25 Jahre nach dem Fall der Lenin-Statuen in Osteuropa ist Wladimir Iljitsch Uljanow in der radika­len Linken mal wieder sehr angesagt. Sowohl international gefeierte „Theoriegrößen“, wie Slavoj Zizek, Alain Badiou oder Dietmar Dath kokettieren mit dem Gründer der Sowjetunion, als auch Tei­le der autonomen Antifabewegung beziehen sich wieder positiv auf den Leninismus.

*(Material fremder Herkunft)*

//! Health, damage and the markers that follow from them.

use serde::{Deserialize, Serialize};

use delve_logic::behavior::health_fraction;

#[derive(Debug, Clone, Copy, PartialEq, Eq, Serialize, Deserialize)]
pub struct Health {
    pub current: i32,
    pub max: i32,
}

impl Health {
    pub fn new(max: i32) -> Self {
        Self { current: max, max }
    }

    pub fn is_exhausted(&self) -> bool {
        self.current <= 0
    }

    /// `current / max`, or `None` when `max` is not positive.
    pub fn fraction(&self) -> Option<f32> {
        health_fraction(self.current, self.max)
    }

    /// Apply `amount` damage, returning true if this blow was fatal.
    pub fn take_damage(&mut self, amount: i32) -> bool {
        let was_alive = !self.is_exhausted();
        self.current -= amount.max(0);
        was_alive && self.is_exhausted()
    }
}

#[derive(Debug, Clone, Copy, PartialEq, Eq, Serialize, Deserialize)]
pub struct Attacker {
    pub damage: i32,
}

/// Remains of a dead actor. Never takes a turn.
#[derive(Debug, Clone, Copy, Default, PartialEq, Eq, Serialize, Deserialize)]
pub struct Corpse;

/// Occupies its cell: raises path cost there and turns moves into bumps.
#[derive(Debug, Clone, Copy, Default, PartialEq, Eq, Serialize, Deserialize)]
pub struct BlocksMovement;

Im letzten Jahr konnte man sich fast an das sog. Gründungsfieber nach 1968 erinnert fühlen, so viele Kleinstzirkel schlossen sich plötzlich zu größeren Bündnissen zusammen. Ein nicht unerheblicher Teil davon be­zieht sich auch positiv auf den Leninismus.

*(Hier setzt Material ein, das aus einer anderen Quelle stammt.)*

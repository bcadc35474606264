//! Time-ordered turn queue.
//!
//! Every schedulable entity holds one [`TurnEntry`] giving the game time at
//! which it may act next. The queue pops the smallest `(time, entity)` pair,
//! so entries sharing a time slot come out in increasing id order and a
//! replay with the same inputs yields the same turn order.
//!
//! Dead entries are not removed eagerly. Hosts call
//! [`TurnQueue::cleanup_dead_entities`] freely; the sweep itself only runs
//! once enough queue operations have accumulated, with the threshold
//! adapting to load (see [`SchedulerConfig::threshold_for`]).

use std::cmp::{Ordering, Reverse};
use std::collections::BinaryHeap;
use std::time::{Duration, Instant};

use serde::{Deserialize, Serialize};

use crate::constants::scheduling;

/// An entity and the game time of its next action.
#[derive(Debug, Clone, Copy, PartialEq, Eq, Hash, Serialize, Deserialize)]
pub struct TurnEntry<Id> {
    pub time: u64,
    pub entity: Id,
}

impl<Id: Ord> Ord for TurnEntry<Id> {
    fn cmp(&self, other: &Self) -> Ordering {
        self.time
            .cmp(&other.time)
            .then_with(|| self.entity.cmp(&other.entity))
    }
}

impl<Id: Ord> PartialOrd for TurnEntry<Id> {
    fn partial_cmp(&self, other: &Self) -> Option<Ordering> {
        Some(self.cmp(other))
    }
}

/// Cleanup cadence policy.
#[derive(Debug, Clone, PartialEq, Eq, Serialize, Deserialize)]
#[serde(default)]
pub struct SchedulerConfig {
    pub cleanup_base_threshold: u32,
    pub large_entity_count: usize,
    pub large_queue_len: usize,
    pub small_entity_count: usize,
    pub small_queue_len: usize,
}

impl Default for SchedulerConfig {
    fn default() -> Self {
        Self {
            cleanup_base_threshold: scheduling::CLEANUP_BASE_THRESHOLD,
            large_entity_count: scheduling::LARGE_ENTITY_COUNT,
            large_queue_len: scheduling::LARGE_QUEUE_LEN,
            small_entity_count: scheduling::SMALL_ENTITY_COUNT,
            small_queue_len: scheduling::SMALL_QUEUE_LEN,
        }
    }
}

impl SchedulerConfig {
    /// Operations that must accumulate before a sweep runs.
    ///
    /// Halved under heavy load (many entities or a long queue), doubled when
    /// both are small, otherwise the base value.
    pub fn threshold_for(&self, entity_count: usize, queue_len: usize) -> u32 {
        let base = self.cleanup_base_threshold.max(1);
        if entity_count > self.large_entity_count || queue_len > self.large_queue_len {
            (base / 2).max(1)
        } else if entity_count < self.small_entity_count && queue_len < self.small_queue_len {
            base.saturating_mul(2)
        } else {
            base
        }
    }
}

/// Outcome of one dead-entry sweep.
#[derive(Debug, Clone, Copy, PartialEq, Eq, Serialize, Deserialize)]
pub struct CleanupMetrics {
    pub removed: usize,
    pub before: usize,
    pub after: usize,
    pub duration: Duration,
}

/// Persistable image of the queue.
#[derive(Debug, Clone, PartialEq, Eq, Serialize, Deserialize)]
pub struct SchedulerSnapshot<Id> {
    pub current_time: u64,
    /// Entries in pop order.
    pub entries: Vec<TurnEntry<Id>>,
}

/// Min-ordered turn queue plus the simulation clock.
#[derive(Debug, Clone)]
pub struct TurnQueue<Id> {
    heap: BinaryHeap<Reverse<TurnEntry<Id>>>,
    current_time: u64,
    ops_since_cleanup: u32,
    total_cleanups: u64,
    total_removed: u64,
    config: SchedulerConfig,
}

impl<Id: Copy + Ord> Default for TurnQueue<Id> {
    fn default() -> Self {
        Self::new()
    }
}

impl<Id: Copy + Ord> TurnQueue<Id> {
    pub fn new() -> Self {
        Self::with_config(SchedulerConfig::default())
    }

    pub fn with_config(config: SchedulerConfig) -> Self {
        Self {
            heap: BinaryHeap::new(),
            current_time: 0,
            ops_since_cleanup: 0,
            total_cleanups: 0,
            total_removed: 0,
            config,
        }
    }

    /// Schedule `entity` at `time`. Past and future times are both accepted.
    pub fn add(&mut self, entity: Id, time: u64) {
        self.heap.push(Reverse(TurnEntry { time, entity }));
        self.ops_since_cleanup = self.ops_since_cleanup.saturating_add(1);
    }

    /// Pop the earliest entry, lowest id first on ties.
    pub fn next(&mut self) -> Option<TurnEntry<Id>> {
        let entry = self.heap.pop().map(|Reverse(e)| e)?;
        self.ops_since_cleanup = self.ops_since_cleanup.saturating_add(1);
        Some(entry)
    }

    pub fn peek(&self) -> Option<TurnEntry<Id>> {
        self.heap.peek().map(|Reverse(e)| *e)
    }

    /// Drop every entry for `entity`. Returns how many were dropped.
    pub fn remove(&mut self, entity: Id) -> usize {
        let before = self.heap.len();
        self.heap.retain(|Reverse(e)| e.entity != entity);
        let removed = before - self.heap.len();
        if removed > 0 {
            self.ops_since_cleanup = self.ops_since_cleanup.saturating_add(1);
        }
        removed
    }

    /// Replace whatever entry `entity` has with one at `time`.
    pub fn reschedule(&mut self, entity: Id, time: u64) {
        self.remove(entity);
        self.add(entity, time);
    }

    pub fn contains(&self, entity: Id) -> bool {
        self.heap.iter().any(|Reverse(e)| e.entity == entity)
    }

    pub fn len(&self) -> usize {
        self.heap.len()
    }

    pub fn is_empty(&self) -> bool {
        self.heap.is_empty()
    }

    pub fn current_time(&self) -> u64 {
        self.current_time
    }

    /// Move the clock forward to `time`. Earlier times are ignored.
    pub fn advance_time(&mut self, time: u64) {
        if time > self.current_time {
            self.current_time = time;
        }
    }

    pub fn config(&self) -> &SchedulerConfig {
        &self.config
    }

    pub fn ops_since_cleanup(&self) -> u32 {
        self.ops_since_cleanup
    }

    pub fn total_cleanups(&self) -> u64 {
        self.total_cleanups
    }

    pub fn total_removed(&self) -> u64 {
        self.total_removed
    }

    /// Sweep out entries whose entity fails `is_valid`, if the adaptive
    /// operation threshold has been reached. Returns `None` when gated.
    pub fn cleanup_dead_entities(
        &mut self,
        entity_count: usize,
        is_valid: impl FnMut(Id) -> bool,
    ) -> Option<CleanupMetrics> {
        let threshold = self.config.threshold_for(entity_count, self.heap.len());
        if self.ops_since_cleanup < threshold {
            return None;
        }
        Some(self.force_cleanup(is_valid))
    }

    /// Sweep unconditionally. Surviving entries keep their times.
    pub fn force_cleanup(&mut self, mut is_valid: impl FnMut(Id) -> bool) -> CleanupMetrics {
        let started = Instant::now();
        let before = self.heap.len();

        let entries = std::mem::take(&mut self.heap).into_vec();
        self.heap = entries
            .into_iter()
            .filter(|Reverse(e)| is_valid(e.entity))
            .collect();

        let after = self.heap.len();
        let removed = before - after;
        self.ops_since_cleanup = 0;
        self.total_cleanups += 1;
        self.total_removed += removed as u64;

        CleanupMetrics {
            removed,
            before,
            after,
            duration: started.elapsed(),
        }
    }

    /// All entries in pop order.
    pub fn entries(&self) -> Vec<TurnEntry<Id>> {
        let mut entries: Vec<TurnEntry<Id>> = self.heap.iter().map(|Reverse(e)| *e).collect();
        entries.sort();
        entries
    }

    pub fn snapshot(&self) -> SchedulerSnapshot<Id> {
        SchedulerSnapshot {
            current_time: self.current_time,
            entries: self.entries(),
        }
    }

    /// Replace the queue contents and clock with `snapshot`.
    pub fn restore(&mut self, snapshot: SchedulerSnapshot<Id>) {
        self.heap = snapshot.entries.into_iter().map(Reverse).collect();
        self.current_time = snapshot.current_time;
        self.ops_since_cleanup = 0;
    }
}

#[cfg(test)]
mod tests {
    use super::*;

    /// Tiny deterministic generator so ordering tests cover many shapes.
    fn lcg(seed: &mut u64) -> u64 {
        *seed = seed
            .wrapping_mul(6364136223846793005)
            .wrapping_add(1442695040888963407);
        *seed >> 33
    }

    #[test]
    fn test_next_returns_global_minimum() {
        let mut seed = 7;
        for round in 0..20 {
            let mut queue = TurnQueue::new();
            let mut held = Vec::new();
            for id in 0..(10 + round) {
                let time = lcg(&mut seed) % 20;
                queue.add(id, time);
                held.push((time, id));
            }
            held.sort();
            for expected in held {
                let entry = queue.next().unwrap();
                assert_eq!((entry.time, entry.entity), expected);
            }
            assert!(queue.next().is_none());
        }
    }

    #[test]
    fn test_equal_times_pop_in_id_order() {
        let mut queue = TurnQueue::new();
        queue.add(7u64, 50);
        queue.add(3u64, 50);
        assert_eq!(queue.next().unwrap().entity, 3);
        assert_eq!(queue.next().unwrap().entity, 7);
    }

    #[test]
    fn test_interleaved_add_and_next() {
        let mut queue = TurnQueue::new();
        queue.add(1u32, 100);
        queue.add(2u32, 30);
        assert_eq!(queue.next().unwrap(), TurnEntry { time: 30, entity: 2 });
        queue.add(3u32, 10);
        queue.add(4u32, 100);
        assert_eq!(queue.next().unwrap().entity, 3);
        assert_eq!(queue.next().unwrap().entity, 1);
        assert_eq!(queue.next().unwrap().entity, 4);
    }

    #[test]
    fn test_peek_is_non_destructive() {
        let mut queue = TurnQueue::new();
        assert!(queue.peek().is_none());
        queue.add(9u32, 5);
        queue.add(2u32, 6);
        assert_eq!(queue.peek().unwrap().entity, 9);
        assert_eq!(queue.peek().unwrap().entity, 9);
        assert_eq!(queue.len(), 2);
    }

    #[test]
    fn test_remove_and_reschedule() {
        let mut queue = TurnQueue::new();
        queue.add(1u32, 10);
        queue.add(2u32, 20);
        assert_eq!(queue.remove(1), 1);
        assert_eq!(queue.remove(1), 0);
        assert!(!queue.contains(1));

        queue.reschedule(2, 5);
        assert_eq!(queue.len(), 1);
        assert_eq!(queue.peek().unwrap().time, 5);
    }

    #[test]
    fn test_clock_is_monotonic() {
        let mut queue: TurnQueue<u32> = TurnQueue::new();
        queue.advance_time(200);
        queue.advance_time(100);
        assert_eq!(queue.current_time(), 200);
        queue.add(1, 10);
        queue.next();
        assert_eq!(queue.current_time(), 200);
    }

    #[test]
    fn test_adaptive_threshold() {
        let config = SchedulerConfig::default();
        assert_eq!(config.threshold_for(2000, 10), 50);
        assert_eq!(config.threshold_for(200, 600), 50);
        assert_eq!(config.threshold_for(50, 20), 200);
        assert_eq!(config.threshold_for(50, 60), 100);
        assert_eq!(config.threshold_for(500, 100), 100);
    }

    #[test]
    fn test_cleanup_is_gated_by_operation_count() {
        let config = SchedulerConfig {
            cleanup_base_threshold: 4,
            ..Default::default()
        };
        let mut queue = TurnQueue::with_config(config);
        queue.add(1u32, 10);
        queue.add(2u32, 20);
        // Small world doubles the threshold to 8 operations.
        assert!(queue.cleanup_dead_entities(2, |_| false).is_none());
        for id in 3..9u32 {
            queue.add(id, 30);
        }
        let metrics = queue.cleanup_dead_entities(8, |id| id % 2 == 0).unwrap();
        assert_eq!(metrics.before, 8);
        assert_eq!(metrics.removed, 4);
        assert_eq!(metrics.after, 4);
        assert_eq!(queue.ops_since_cleanup(), 0);
        assert_eq!(queue.total_cleanups(), 1);
        assert_eq!(queue.total_removed(), 4);
    }

    #[test]
    fn test_cleanup_keeps_live_entry_times() {
        let mut queue = TurnQueue::new();
        queue.add(1u32, 40);
        queue.add(2u32, 15);
        queue.add(3u32, 25);
        queue.force_cleanup(|id| id != 3);
        assert_eq!(
            queue.entries(),
            vec![
                TurnEntry { time: 15, entity: 2 },
                TurnEntry { time: 40, entity: 1 }
            ]
        );
    }

    #[test]
    fn test_snapshot_restore() {
        let mut queue = TurnQueue::new();
        queue.add(5u32, 300);
        queue.add(4u32, 100);
        queue.advance_time(90);
        let snapshot = queue.snapshot();
        assert_eq!(snapshot.entries[0].entity, 4);

        let json = serde_json::to_string(&snapshot).unwrap();
        let mut restored: TurnQueue<u32> = TurnQueue::new();
        restored.restore(serde_json::from_str(&json).unwrap());
        assert_eq!(restored.current_time(), 90);
        assert_eq!(restored.next().unwrap().entity, 4);
        assert_eq!(restored.next().unwrap().entity, 5);
    }
}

Ein wichtiger Grund für dieses x-te Revival liegt sicherlich darin begründet, dass sich mit Lenin pri­ma „Politik machen“ lässt. Vor allem in seiner Kampfschrift gegen die linken Kommunist_innen „Der linke Radikalismus. Kinderkrankheit im Kommunismus“,(1) die zur „Bibel des Stalinismus“ (In­itiative Sozialistisches Forum Freiburg) wurde, gibt er unzählige konkrete Verhaltensanweisungen: Be­teiligt euch an Wahlen, tretet in die Gewerkschaften ein, erobert die Gewerkschaften usw. Diese Handlungsvorgaben fallen in einer unübersichtlichen Zeit, in der alles irgendwie mit allem zusam­menhängt und man nicht genaues mehr weiß offensichtlich auf fruchtbaren Boden.

Das aber diese Form der Politik bereits selbst ein Problem darstellt, und diese nicht einfach alterna­tiv angewendet werden kann, sondern genauso wie der Staat, der untrennbar mit der Politik zusam­menhängt, nur abgeschafft werden kann, zeigt sich im historischen Ergebnis der leninschen Politik: der Sowjetunion. Diese brachte eben nicht die Befreiung der Arbeiter_innenklasse, sondern nur eine staatskapitalistische Modernisierungsdiktatur, die die nachholende Entwicklung organisierte. Folge­richtig wurde der Leninismus genau dafür die Legitimationsideologie. Sein Nachfolger ließ diese systematisieren und für die gesamte kommunistische Weltbewegung kanonisieren. Aber schon in Lenins Schriften war dieser Prozess angelegt.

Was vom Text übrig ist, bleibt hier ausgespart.